But diversion amuses us and imperceptibly takes us to our death.(16)
The fact that we constantly distract ourselves proves to Pascal our wretchedness, our inability to be happy. But we might be so successful at distracting ourselves that we remain unhappy (but distracted) forever: "Since our true good has been lost, everything appears equally good to us, even our own destruction, even though it is simultaneously so contrary to God, to reason, and to nature. . . . Thus we never live, but only hope to live; and since we are always preparing to be happy, it is inevitable that we should never be so."(17) Pascal here envisages an oblivion of losing ourselves in our distractions, which we should not think of as limited to such obviously self-destructive activities as drugs or gambling. What makes them more dangerous and insidious is that they might be the most admired or "normal" parts of our lives: it is our careers, relationships, and goals that threaten us the most, for they may make us so busy at becoming something that we forget to be anything at all, until it is too late.
So Pascal believes that humans are irredeemable wretches, incapable of goodness or happiness. Actually, it is not so simple as that at all. For just as our unhappiness is ironically shown by our constantly trying to make ourselves happy, so too a certain kind of nobility and greatness are shown precisely in our wretchedness:
All of these miseries prove humanity's greatness. They are the miseries of a
great lord, the miseries of a dispossessed king. . . . Humanity's greatness is so
obvious that it can even be deduced from their misery. What is nature in
animals, we label as misery in humans, because we recognize that, although human
nature today is like that of the animals, it is because humans have fallen from a better
nature which was once their own. . . . To summarize: if humanity had never been
corrupted, they would innocently and with assurance enjoy both truth and happiness;
but if humanity had always been only corrupt, they would have no idea either of truth
or of blessedness.(18)
For Pascal, human wretchedness and greatness are inextricably related: they immediately and unambiguously imply one another. We would not be wretched if we did not have some concept of a higher purpose and meaning for our lives, a concept of which our present life falls miserably short. On the other hand, we would not be great if we were not wretched, for then our present life would satisfy us and it would never occur to us to call it imperfect, unhappy, or fallen: "Thus it is miserable to know that one is miserable, but it is great to know that one is miserable."(19) Without consciousness of our wretchedness, we would accept and enjoy our mortal lives for what they are, just as (as far as we can tell) animals do. Instead, we constantly hope and strive for things we cannot achieve on our own, and fail to accomplish the things we should: only humans are capable of being less than they ought, precisely because they long to be more than they are.

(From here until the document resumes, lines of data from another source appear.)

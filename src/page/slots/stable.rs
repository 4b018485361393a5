//! Stable (bitmap-indexed) slot directory: fixed-size records at fixed, durable
//! indices. Unlike [`super::fixed::FixedDirectory`], a slot's index never moves
//! once assigned — callers hand out `(page_id, slot_index)` pairs as durable
//! object ids, so erasing slot 3 must not renumber slot 4 into its place.
//! Occupancy is tracked with a bitmap instead of a linked free list so the
//! first-free-slot scan (used by the slab allocator to pick where a new
//! object lands) is a simple bit scan.

const HEADER_SIZE: usize = 6;

#[derive(Debug, Clone, Copy)]
struct Header {
    slot_size: u16,
    capacity: u16,
    occupied: u16,
}

impl Header {
    fn read(body: &[u8]) -> Self {
        Self {
            slot_size: u16::from_le_bytes([body[0], body[1]]),
            capacity: u16::from_le_bytes([body[2], body[3]]),
            occupied: u16::from_le_bytes([body[4], body[5]]),
        }
    }

    fn write(&self, body: &mut [u8]) {
        body[0..2].copy_from_slice(&self.slot_size.to_le_bytes());
        body[2..4].copy_from_slice(&self.capacity.to_le_bytes());
        body[4..6].copy_from_slice(&self.occupied.to_le_bytes());
    }
}

fn bitmap_bytes(capacity: usize) -> usize {
    (capacity + 7) / 8
}

pub struct StableDirectory<'a> {
    body: &'a mut [u8],
}

impl<'a> StableDirectory<'a> {
    pub fn init(body: &'a mut [u8], slot_size: u16) -> Self {
        // Solve capacity so header + bitmap + slots fit: capacity*slot_size + ceil(capacity/8) <= remaining.
        let remaining = body.len() - HEADER_SIZE;
        let mut capacity = (remaining * 8 / (slot_size as usize * 8 + 1)) as u16;
        while HEADER_SIZE + bitmap_bytes(capacity as usize) + capacity as usize * slot_size as usize
            > body.len()
        {
            capacity -= 1;
        }

        let header = Header {
            slot_size,
            capacity,
            occupied: 0,
        };
        header.write(body);
        let bm_start = HEADER_SIZE;
        let bm_end = bm_start + bitmap_bytes(capacity as usize);
        for b in &mut body[bm_start..bm_end] {
            *b = 0;
        }
        Self { body }
    }

    pub fn attach(body: &'a mut [u8]) -> Self {
        Self { body }
    }

    fn header(&self) -> Header {
        Header::read(self.body)
    }

    fn set_header(&mut self, header: Header) {
        header.write(self.body);
    }

    fn bitmap_range(&self) -> std::ops::Range<usize> {
        let cap = self.header().capacity as usize;
        HEADER_SIZE..HEADER_SIZE + bitmap_bytes(cap)
    }

    fn slots_start(&self) -> usize {
        self.bitmap_range().end
    }

    pub fn capacity(&self) -> usize {
        self.header().capacity as usize
    }

    pub fn occupied(&self) -> usize {
        self.header().occupied as usize
    }

    pub fn is_occupied(&self, idx: usize) -> bool {
        let bm = self.bitmap_range().start + idx / 8;
        (self.body[bm] >> (idx % 8)) & 1 == 1
    }

    fn set_bit(&mut self, idx: usize, value: bool) {
        let bm = self.bitmap_range().start + idx / 8;
        if value {
            self.body[bm] |= 1 << (idx % 8);
        } else {
            self.body[bm] &= !(1 << (idx % 8));
        }
    }

    /// First unoccupied index, if any.
    pub fn first_free(&self) -> Option<usize> {
        let cap = self.capacity();
        (0..cap).find(|&i| !self.is_occupied(i))
    }

    fn slot_offset(&self, idx: usize) -> usize {
        self.slots_start() + idx * self.header().slot_size as usize
    }

    pub fn get(&self, idx: usize) -> &[u8] {
        debug_assert!(self.is_occupied(idx));
        let off = self.slot_offset(idx);
        let size = self.header().slot_size as usize;
        &self.body[off..off + size]
    }

    /// Place `bytes` at `idx`, marking it occupied. `idx` must currently be free.
    pub fn put(&mut self, idx: usize, bytes: &[u8]) {
        debug_assert!(!self.is_occupied(idx));
        let off = self.slot_offset(idx);
        let size = self.header().slot_size as usize;
        debug_assert!(bytes.len() <= size);
        self.body[off..off + bytes.len()].copy_from_slice(bytes);
        for b in &mut self.body[off + bytes.len()..off + size] {
            *b = 0;
        }
        self.set_bit(idx, true);
        let mut h = self.header();
        h.occupied += 1;
        self.set_header(h);
    }

    /// Overwrite an already-occupied slot.
    pub fn update(&mut self, idx: usize, bytes: &[u8]) {
        debug_assert!(self.is_occupied(idx));
        let off = self.slot_offset(idx);
        let size = self.header().slot_size as usize;
        debug_assert!(bytes.len() <= size);
        self.body[off..off + bytes.len()].copy_from_slice(bytes);
        for b in &mut self.body[off + bytes.len()..off + size] {
            *b = 0;
        }
    }

    /// Clear `idx`. Its index remains reserved (stable) until reused by `put`.
    pub fn remove(&mut self, idx: usize) {
        debug_assert!(self.is_occupied(idx));
        self.set_bit(idx, false);
        let mut h = self.header();
        h.occupied -= 1;
        self.set_header(h);
    }

    pub fn iter_occupied(&self) -> impl Iterator<Item = usize> + '_ {
        (0..self.capacity()).filter(move |&i| self.is_occupied(i))
    }
}

/// Read-only view of a stable directory, for callers holding only a shared
/// borrow of the page (e.g. a slab lookup that must not mark the page dirty).
pub struct StableDirectoryView<'a> {
    body: &'a [u8],
}

impl<'a> StableDirectoryView<'a> {
    pub fn new(body: &'a [u8]) -> Self {
        Self { body }
    }

    fn header(&self) -> Header {
        Header::read(self.body)
    }

    fn bitmap_range(&self) -> std::ops::Range<usize> {
        let cap = self.header().capacity as usize;
        HEADER_SIZE..HEADER_SIZE + bitmap_bytes(cap)
    }

    fn slots_start(&self) -> usize {
        self.bitmap_range().end
    }

    pub fn capacity(&self) -> usize {
        self.header().capacity as usize
    }

    pub fn occupied(&self) -> usize {
        self.header().occupied as usize
    }

    pub fn is_occupied(&self, idx: usize) -> bool {
        let bm = self.bitmap_range().start + idx / 8;
        (self.body[bm] >> (idx % 8)) & 1 == 1
    }

    fn slot_offset(&self, idx: usize) -> usize {
        self.slots_start() + idx * self.header().slot_size as usize
    }

    pub fn get(&self, idx: usize) -> &[u8] {
        debug_assert!(self.is_occupied(idx));
        let off = self.slot_offset(idx);
        let size = self.header().slot_size as usize;
        &self.body[off..off + size]
    }

    pub fn iter_occupied(&self) -> impl Iterator<Item = usize> + '_ {
        (0..self.capacity()).filter(move |&i| self.is_occupied(i))
    }
}

#[cfg(test)]
mod tests {
    use super::*;

    #[test]
    fn put_get_remove_keeps_index_stable() {
        let mut buf = vec![0u8; 128];
        let mut dir = StableDirectory::init(&mut buf, 16);
        let a = dir.first_free().unwrap();
        dir.put(a, b"first");
        let b = dir.first_free().unwrap();
        dir.put(b, b"second");
        assert_ne!(a, b);
        dir.remove(a);
        assert!(!dir.is_occupied(a));
        assert!(dir.is_occupied(b));
        assert_eq!(&dir.get(b)[..6], b"second");
        // a's slot is free again but b keeps its own stable index.
        assert_eq!(dir.first_free(), Some(a));
    }

    #[test]
    fn iter_occupied_reports_only_live_slots() {
        let mut buf = vec![0u8; 128];
        let mut dir = StableDirectory::init(&mut buf, 16);
        let i0 = dir.first_free().unwrap();
        dir.put(i0, b"x");
        let i1 = dir.first_free().unwrap();
        dir.put(i1, b"y");
        dir.remove(i0);
        let occupied: Vec<usize> = dir.iter_occupied().collect();
        assert_eq!(occupied, vec![i1]);
    }
}
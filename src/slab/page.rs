//! On-disk layout of one slab page: a doubly-linked free-list node wrapping
//! a [`StableDirectory`] of fixed-size slots.
//!
//! ```text
//! [ PageHeader (16) ][ prev:u32 next:u32 ][ StableDirectory body ]
//! ```

use crate::page::{PageHeader, StableDirectory, HEADER_SIZE};
use crate::types::PageId;

pub const SUBHEADER_SIZE: usize = 8;
pub const BODY_OFFSET: usize = HEADER_SIZE + SUBHEADER_SIZE;

pub fn init(page: &mut [u8], page_kind: u16, self_pid: PageId, slot_size: u16) {
    let header = PageHeader::init(page_kind, page.len(), self_pid, SUBHEADER_SIZE);
    header.write(page);
    set_prev(page, PageId::INVALID);
    set_next(page, PageId::INVALID);
    StableDirectory::init(&mut page[BODY_OFFSET..], slot_size);
}

pub fn prev(page: &[u8]) -> PageId {
    PageId::new(u32::from_le_bytes(page[HEADER_SIZE..HEADER_SIZE + 4].try_into().unwrap()))
}

pub fn set_prev(page: &mut [u8], pid: PageId) {
    page[HEADER_SIZE..HEADER_SIZE + 4].copy_from_slice(&pid.value().to_le_bytes());
}

pub fn next(page: &[u8]) -> PageId {
    PageId::new(u32::from_le_bytes(page[HEADER_SIZE + 4..HEADER_SIZE + 8].try_into().unwrap()))
}

pub fn set_next(page: &mut [u8], pid: PageId) {
    page[HEADER_SIZE + 4..HEADER_SIZE + 8].copy_from_slice(&pid.value().to_le_bytes());
}

pub fn directory(page: &[u8]) -> &[u8] {
    &page[BODY_OFFSET..]
}

pub fn directory_mut(page: &mut [u8]) -> &mut [u8] {
    &mut page[BODY_OFFSET..]
}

If any literary character summons up the image of humanity's greatness as that of the wretchedness of a "dispossessed king," it surely would be Melville's Ahab, who is "a Khan of the plank, and a king of the sea, and a great Lord of Leviathans,"(20) while at the same time he is "a poor pegging lubber,"(21) a "mutilated,"(22) crippled, "helpless, sad . . . insane old man."(23) Ahab himself diagnoses his condition:
Oh, Life! Here I am, proud as a Greek god, and yet standing debtor to this
blockhead for a bone to stand on! Cursed be that mortal inter-indebtedness
which will not do away with ledgers. I would be as free as air; and I'm down
in the whole world's books. I am so rich, I would have given bid for bid with
the wealthiest Praetorian at the auction of the Roman empire (which was the
world's); and yet I owe for the flesh in the tongue I brag with. By heavens! I'll
get a crucible, and into it, and dissolve myself down to one small, compendious
vertebra.(24)
Ahab encapsulates here all that it is to be human: mortal, yet with a tantalizing concept of immortality; yearning to be free, yet utterly bound (an image much elaborated in Chapter 89, "Fast Fish and Loose Fish," and generalized there to include the whole human species); knowing what physical, mental, and spiritual glory are, and yet painfully aware of his lack of them. And exactly as Pascal focused on how humans pursue happiness, but are unable to hold on to it, we see Ahab's final expression before his fatal confrontation with Moby Dick:
But the lovely aromas in that enchanted air did at last seem to dispel, for a moment,
the cankerous thing in his soul. That glad, happy air, that winsome sky, did at last
stroke and caress him; the step-mother world, so long cruel - forbidding - now
threw affectionate arms round his stubborn neck, and did seem to joyously sob
over him, as if over one, that however wilful and erring, she could yet find it in
her heart to save and bless. From beneath his slouched hat Ahab dropped a tear
into the sea; nor did all the Pacific contain such wealth as that one wee drop.(25)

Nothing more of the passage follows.